- [Dataset records]

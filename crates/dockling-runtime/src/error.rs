//! Error type for the runtime crate.

use dockling_common::error::LaunchError;
use dockling_image::ImageError;
use thiserror::Error;

/// A failure while populating a container root or launching into it.
#[derive(Debug, Error)]
pub enum RuntimeError {
    /// Materializing the image failed.
    #[error(transparent)]
    Image(#[from] ImageError),

    /// Preparing the root or running the command failed.
    #[error(transparent)]
    Launch(#[from] LaunchError),

    /// A bare command name could not be found on the host `PATH`.
    #[error("`{command}` not found on the host PATH: {source}")]
    CommandNotFound {
        /// The name that was looked up.
        command: String,
        /// Lookup failure.
        source: which::Error,
    },
}

/// Convenience alias used throughout the runtime crate.
pub type RuntimeResult<T> = std::result::Result<T, RuntimeError>;
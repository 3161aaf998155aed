//! Filesystem jail via `chroot(2)`.
//!
//! After [`enter_root`] succeeds, no path outside the container root is
//! reachable by name from this process or anything it spawns. There is no
//! way back.

use std::path::Path;

use dockling_common::error::{LaunchError, LaunchResult};

/// Changes the working directory to `root`, then makes `root` the
/// process's filesystem root.
///
/// The working directory is changed first so that it already lies inside
/// the jail when the root moves.
///
/// # Errors
///
/// Returns [`LaunchError::RootSetup`] naming `root` if either `chdir(2)`
/// or `chroot(2)` fails. `chroot(2)` requires `CAP_SYS_CHROOT`.
#[cfg(target_os = "linux")]
pub fn enter_root(root: &Path) -> LaunchResult<()> {
    let setup_error = |e: nix::errno::Errno| LaunchError::RootSetup {
        path: root.to_path_buf(),
        source: std::io::Error::from(e),
    };

    nix::unistd::chdir(root).map_err(setup_error)?;
    nix::unistd::chroot(root).map_err(setup_error)?;

    tracing::info!(root = %root.display(), "entered container root");
    Ok(())
}

/// Stub for non-Linux platforms.
///
/// # Errors
///
/// Always returns an error: the filesystem jail requires Linux.
#[cfg(not(target_os = "linux"))]
pub fn enter_root(root: &Path) -> LaunchResult<()> {
    Err(LaunchError::RootSetup {
        path: root.to_path_buf(),
        source: std::io::Error::new(
            std::io::ErrorKind::Unsupported,
            "chroot requires Linux",
        ),
    })
}
//! # dockling-core
//!
//! Low-level Linux isolation primitives for the Dockling runtime.
//!
//! This crate provides safe wrappers over:
//! - **Filesystem jail**: `chdir(2)` + `chroot(2)` into a container root.
//! - **Root preparation**: installing a host executable inside a root.
//! - **Namespaces**: a fresh PID namespace for the container's children.
//!
//! Every wrapper reports failures as a
//! [`LaunchError`](dockling_common::error::LaunchError) naming the step.

#![cfg_attr(test, allow(clippy::expect_used, clippy::unwrap_used))]

pub mod filesystem;
pub mod namespace;
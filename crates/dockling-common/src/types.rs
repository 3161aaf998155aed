//! Domain primitive types used across the Dockling workspace.

use std::fmt;
use std::str::FromStr;

use serde::{Deserialize, Serialize};

use crate::constants::DEFAULT_OS;

/// Progress of a container launch.
///
/// Each step of a launch changes process-wide state that cannot be
/// undone (the filesystem root, the PID namespace for children), so the
/// launcher only ever moves forward through these phases, one at a time.
#[derive(Debug, Clone, Copy, PartialEq, Eq, PartialOrd, Ord, Hash, Serialize, Deserialize)]
pub enum LaunchPhase {
    /// Nothing has been changed yet.
    Uninitialized,
    /// The process is jailed inside the container root.
    RootChanged,
    /// Children will be created in a fresh PID namespace.
    NamespaceCreated,
    /// The container command is running.
    ChildSpawned,
    /// The container command has terminated.
    Exited,
}

impl LaunchPhase {
    /// Returns the phase that must be current before entering `self`.
    #[must_use]
    pub const fn predecessor(self) -> Option<Self> {
        match self {
            Self::Uninitialized => None,
            Self::RootChanged => Some(Self::Uninitialized),
            Self::NamespaceCreated => Some(Self::RootChanged),
            Self::ChildSpawned => Some(Self::NamespaceCreated),
            Self::Exited => Some(Self::ChildSpawned),
        }
    }
}

impl fmt::Display for LaunchPhase {
    fn fmt(&self, f: &mut fmt::Formatter<'_>) -> fmt::Result {
        match self {
            Self::Uninitialized => write!(f, "uninitialized"),
            Self::RootChanged => write!(f, "root-changed"),
            Self::NamespaceCreated => write!(f, "namespace-created"),
            Self::ChildSpawned => write!(f, "child-spawned"),
            Self::Exited => write!(f, "exited"),
        }
    }
}

/// Target platform used to pick an entry out of a multi-platform manifest list.
#[derive(Debug, Clone, PartialEq, Eq, Hash, Serialize, Deserialize)]
pub struct Platform {
    /// Operating system, e.g. `linux`.
    pub os: String,
    /// Registry architecture name, e.g. `amd64` or `arm64`.
    pub architecture: String,
    /// CPU variant, e.g. `v7` for `linux/arm/v7`.
    #[serde(default, skip_serializing_if = "Option::is_none")]
    pub variant: Option<String>,
}

impl Platform {
    /// Creates a platform from its two components.
    #[must_use]
    pub fn new(os: impl Into<String>, architecture: impl Into<String>) -> Self {
        Self {
            os: os.into(),
            architecture: architecture.into(),
            variant: None,
        }
    }

    /// Sets the CPU variant.
    #[must_use]
    pub fn with_variant(mut self, variant: impl Into<String>) -> Self {
        self.variant = Some(variant.into());
        self
    }

    /// Whether a manifest list entry for `other` can run here.
    ///
    /// The variant only narrows the match when this platform names one.
    #[must_use]
    pub fn accepts(&self, other: &Self) -> bool {
        self.os == other.os
            && self.architecture == other.architecture
            && self
                .variant
                .as_ref()
                .is_none_or(|variant| other.variant.as_ref() == Some(variant))
    }

    /// Returns the Linux platform matching the architecture this binary runs on.
    #[must_use]
    pub fn host() -> Self {
        Self::new(DEFAULT_OS, registry_arch(std::env::consts::ARCH))
    }
}

impl Default for Platform {
    fn default() -> Self {
        Self::host()
    }
}

impl fmt::Display for Platform {
    fn fmt(&self, f: &mut fmt::Formatter<'_>) -> fmt::Result {
        write!(f, "{}/{}", self.os, self.architecture)?;
        if let Some(variant) = &self.variant {
            write!(f, "/{variant}")?;
        }
        Ok(())
    }
}

impl FromStr for Platform {
    type Err = crate::error::ConfigError;

    fn from_str(s: &str) -> Result<Self, Self::Err> {
        let parts: Vec<&str> = s.split('/').collect();
        match parts.as_slice() {
            [os, arch] if !os.is_empty() && !arch.is_empty() => Ok(Self::new(*os, *arch)),
            [os, arch, variant] if !os.is_empty() && !arch.is_empty() && !variant.is_empty() => {
                Ok(Self::new(*os, *arch).with_variant(*variant))
            }
            _ => Err(crate::error::ConfigError::InvalidPlatform {
                value: s.to_string(),
            }),
        }
    }
}

/// Maps a Rust target architecture name onto the name registries use.
fn registry_arch(rust_arch: &str) -> &str {
    match rust_arch {
        "x86_64" => "amd64",
        "aarch64" => "arm64",
        "x86" => "386",
        "arm" => "arm",
        "powerpc64" => "ppc64le",
        "s390x" => "s390x",
        "riscv64" => "riscv64",
        other => other,
    }
}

- [Directions]
The lines to return are those in the entries above that include "Debug".

- [Exercise solution]
#[derive(Debug, Error)]
#[derive(Debug, Clone, Copy, PartialEq, Eq, PartialOrd, Ord, Hash, Serialize, Deserialize)]
#[derive(Debug, Clone, PartialEq, Eq, Hash, Serialize, Deserialize)]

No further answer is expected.